There are 10 types of childhood trauma measured in the CDC-Kaiser Permanente Adverse Childhood Experiences Study. (There are many others…see below.)
Five are personal — physical abuse, verbal abuse, sexual abuse, physical neglect, and emotional neglect.
Five are related to other family members: a parent who’s an alcoholic, a mother who’s a victim of domestic violence, a family member in jail, a family member diagnosed with a mental illness, and experiencing divorce of parents.
Each type of trauma counts as one. So a person who’s been physically abused, with one alcoholic parent, and a mother who was beaten up has an ACE score of three.

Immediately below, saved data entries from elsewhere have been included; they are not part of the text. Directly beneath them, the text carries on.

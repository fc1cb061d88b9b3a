use crate::error::{CalendarError, SurfaceError};
use crate::layout::Bounds;
use crate::pagesize::PageSpec;
use crate::resources::{ResourceCache, ResourceHandle};
use crate::style::{BrushSpec, PenSpec, StyleSpec, TextStyle};
use crate::surface::{Align, DrawingSurface, TextBox};
use crate::Colour;
use std::path::Path;

/// One document being drawn onto a surface.
///
/// The document borrows the surface for its whole lifetime and owns the
/// [`ResourceCache`], so every font, pen and brush it creates is released exactly
/// once: by [`Document::finish`], or when the document is dropped on an error path.
pub struct Document<'s, S: DrawingSurface + ?Sized> {
    surface: &'s mut S,
    resources: ResourceCache,
    page: PageSpec,
    pages: usize,
}

impl<'s, S: DrawingSurface + ?Sized> Document<'s, S> {
    pub fn new(surface: &'s mut S, page: PageSpec) -> Document<'s, S> {
        Document {
            surface,
            resources: ResourceCache::new(),
            page,
            pages: 0,
        }
    }

    /// Begin the next page. The page ends when the returned session is dropped.
    pub fn page(&mut self) -> Result<PageSession<'_, 's, S>, SurfaceError> {
        self.surface.begin_page()?;
        self.pages += 1;
        log::info!("Printing page {}", self.pages);
        Ok(PageSession { document: self })
    }

    /// Number of pages started so far
    pub fn page_count(&self) -> usize {
        self.pages
    }

    pub fn resources(&self) -> &ResourceCache {
        &self.resources
    }

    /// Release every resource and give the surface back
    pub fn finish(mut self) {
        self.resources.release_all(&mut *self.surface);
        log::info!("Finished {} pages", self.pages);
    }
}

impl<'s, S: DrawingSurface + ?Sized> Drop for Document<'s, S> {
    fn drop(&mut self) {
        self.resources.release_all(&mut *self.surface);
    }
}

/// The active page of a [`Document`].
///
/// Positions passed to the helpers here are measured downwards from the top of the
/// page; they are flipped into the surface's upward y axis on the way through.
pub struct PageSession<'d, 's, S: DrawingSurface + ?Sized> {
    document: &'d mut Document<'s, S>,
}

impl<'d, 's, S: DrawingSurface + ?Sized> PageSession<'d, 's, S> {
    /// Direct access to the surface for anything the helpers don't cover
    pub fn surface(&mut self) -> &mut S {
        &mut *self.document.surface
    }

    /// Fetch (creating on first use) the resource for `spec`
    pub fn acquire<T: Into<StyleSpec>>(&mut self, spec: T) -> Result<ResourceHandle, CalendarError> {
        let document = &mut *self.document;
        Ok(document
            .resources
            .acquire(&mut *document.surface, &spec.into())?)
    }

    /// Select a text style's font and colour. Returns the line height of the font.
    pub fn text_style(&mut self, style: &TextStyle) -> Result<i32, CalendarError> {
        let font = self.acquire(style.font.clone())?;
        let surface = self.surface();
        surface.select_font(font)?;
        surface.set_foreground_colour(style.colour)?;
        Ok(surface.measure_text_height(font)?)
    }

    pub fn pen(&mut self, pen: PenSpec) -> Result<(), CalendarError> {
        let handle = self.acquire(pen)?;
        Ok(self.surface().select_pen(handle)?)
    }

    pub fn brush(&mut self, colour: Colour) -> Result<(), CalendarError> {
        let handle = self.acquire(BrushSpec { colour })?;
        Ok(self.surface().select_brush(handle)?)
    }

    /// Left-aligned text starting at (`x`, `y`), wrapping at the page width
    pub fn text_left(&mut self, x: i32, y: i32, text: &str) -> Result<(), CalendarError> {
        let width = self.document.page.width;
        self.surface().draw_text(TextBox {
            x,
            y: -y,
            width,
            height: 0,
            text,
            align: Align::Left,
            wrap: true,
        })?;
        Ok(())
    }

    /// Text centred horizontally on `x`, with its top at `y`
    pub fn text_center(&mut self, x: i32, y: i32, text: &str) -> Result<(), CalendarError> {
        let width = self.document.page.width;
        self.surface().draw_text(TextBox {
            x: x - width,
            y: -y,
            width: 2 * width,
            height: 0,
            text,
            align: Align::Center,
            wrap: true,
        })?;
        Ok(())
    }

    /// Left-aligned text wrapped inside a box
    pub fn text_box(&mut self, bounds: Bounds, text: &str) -> Result<(), CalendarError> {
        self.surface().draw_text(TextBox {
            x: bounds.left,
            y: -bounds.top,
            width: bounds.width(),
            height: bounds.height(),
            text,
            align: Align::Left,
            wrap: true,
        })?;
        Ok(())
    }

    pub fn rect(&mut self, bounds: Bounds) -> Result<(), CalendarError> {
        self.surface()
            .draw_rect(bounds.left, -bounds.top, bounds.right, -bounds.bottom)?;
        Ok(())
    }

    pub fn line(&mut self, x1: i32, y1: i32, x2: i32, y2: i32) -> Result<(), CalendarError> {
        self.surface().draw_line(x1, -y1, x2, -y2)?;
        Ok(())
    }

    pub fn image(&mut self, bounds: Bounds, path: &Path) -> Result<(), CalendarError> {
        self.surface().draw_image(
            bounds.left,
            -bounds.top,
            bounds.width(),
            bounds.height(),
            path,
        )?;
        Ok(())
    }
}

impl<'d, 's, S: DrawingSurface + ?Sized> Drop for PageSession<'d, 's, S> {
    fn drop(&mut self) {
        if let Err(e) = self.document.surface.end_page() {
            log::error!("could not end page {}: {}", self.document.pages, e);
        }
    }
}

#[cfg(test)]
mod test {
    use super::*;
    use crate::colour::colours;
    use crate::pagesize::{Orientation, LETTER};
    use crate::style::FontSpec;
    use crate::surface::{DrawCall, RecordingSurface};

    fn page() -> PageSpec {
        PageSpec::new(LETTER, Orientation::Landscape)
    }

    #[test]
    fn pages_end_when_sessions_drop() {
        let mut surface = RecordingSurface::new();
        let mut document = Document::new(&mut surface, page());
        {
            let _page = document.page().expect("can begin page");
        }
        {
            let mut page = document.page().expect("can begin page");
            page.line(0, 100, 200, 100).expect("can draw a line");
        }
        assert_eq!(document.page_count(), 2);
        document.finish();

        let pages = surface.pages();
        assert_eq!(pages.len(), 2);
        assert!(pages[0].is_empty());
        assert_eq!(
            pages[1],
            &[DrawCall::Line {
                x1: 0,
                y1: -100,
                x2: 200,
                y2: -100
            }]
        );
    }

    #[test]
    fn pages_end_on_error_paths() {
        fn failing(document: &mut Document<'_, RecordingSurface>) -> Result<(), CalendarError> {
            let mut page = document.page()?;
            page.text_style(&TextStyle {
                font: FontSpec::new("", 100),
                colour: colours::BLACK,
            })?;
            Ok(())
        }

        let mut surface = RecordingSurface::new();
        {
            let mut document = Document::new(&mut surface, page());
            assert!(matches!(
                failing(&mut document),
                Err(CalendarError::ResourceCreation(_))
            ));
        }
        assert_eq!(surface.calls(), &[DrawCall::BeginPage, DrawCall::EndPage]);
    }

    #[test]
    fn resources_are_released_once() {
        let mut surface = RecordingSurface::new();
        {
            let mut document = Document::new(&mut surface, page());
            let style = TextStyle {
                font: FontSpec::new("Arial", 200),
                colour: colours::RED,
            };
            for _ in 0..3 {
                let mut page = document.page().expect("can begin page");
                assert_eq!(page.text_style(&style).expect("can select style"), 200);
                page.text_left(100, 200, "hello").expect("can draw text");
            }
            assert_eq!(document.resources().len(), 1);
            document.finish();
        }
        assert_eq!(surface.created().len(), 1);
        assert_eq!(surface.live_resources(), 0);
        let releases = surface
            .calls()
            .iter()
            .filter(|c| matches!(c, DrawCall::Release(_)))
            .count();
        assert_eq!(releases, 1);
    }

    #[test]
    fn helpers_flip_the_y_axis() {
        let mut surface = RecordingSurface::new();
        {
            let mut document = Document::new(&mut surface, page());
            let mut page = document.page().expect("can begin page");
            page.text_style(&TextStyle {
                font: FontSpec::new("Arial", 200),
                colour: colours::BLACK,
            })
            .expect("can select style");
            page.text_center(5500, 300, "centre").expect("can draw text");
            page.rect(Bounds::ltrb(10, 20, 30, 40)).expect("can draw rect");
            page.image(Bounds::ltrb(10, 20, 30, 60), Path::new("a.jpg"))
                .expect("can draw image");
        }

        let calls = surface.calls();
        assert!(calls.contains(&DrawCall::Text {
            x: 5500 - 11000,
            y: -300,
            width: 22000,
            height: 0,
            text: "centre".into(),
            align: Align::Center,
            wrap: true,
        }));
        assert!(calls.contains(&DrawCall::Rect {
            left: 10,
            top: -20,
            right: 30,
            bottom: -40
        }));
        assert!(calls.contains(&DrawCall::Image {
            left: 10,
            top: -20,
            width: 20,
            height: 40,
            path: "a.jpg".into()
        }));
    }
}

There are, of course, many other types of childhood trauma — racism, bullying, watching a sibling being abused, losing a caregiver (grandmother, mother, grandfather, etc.), homelessness, surviving and recovering from a severe accident, witnessing a father being abused by a mother, witnessing a grandmother abusing a father, involvement with the foster care system, involvement with the juvenile justice system, etc. The ACE Study included only those 10 childhood traumas because those were mentioned as most common by a group of about 300 Kaiser members; those traumas were also well studied individually in the research literature.
The most important thing to remember is that the ACE score is meant as a guideline: If you experienced other types of toxic stress over months or years, then those would likely increase your risk of health consequences, depending on the positive childhood experiences you had (see below).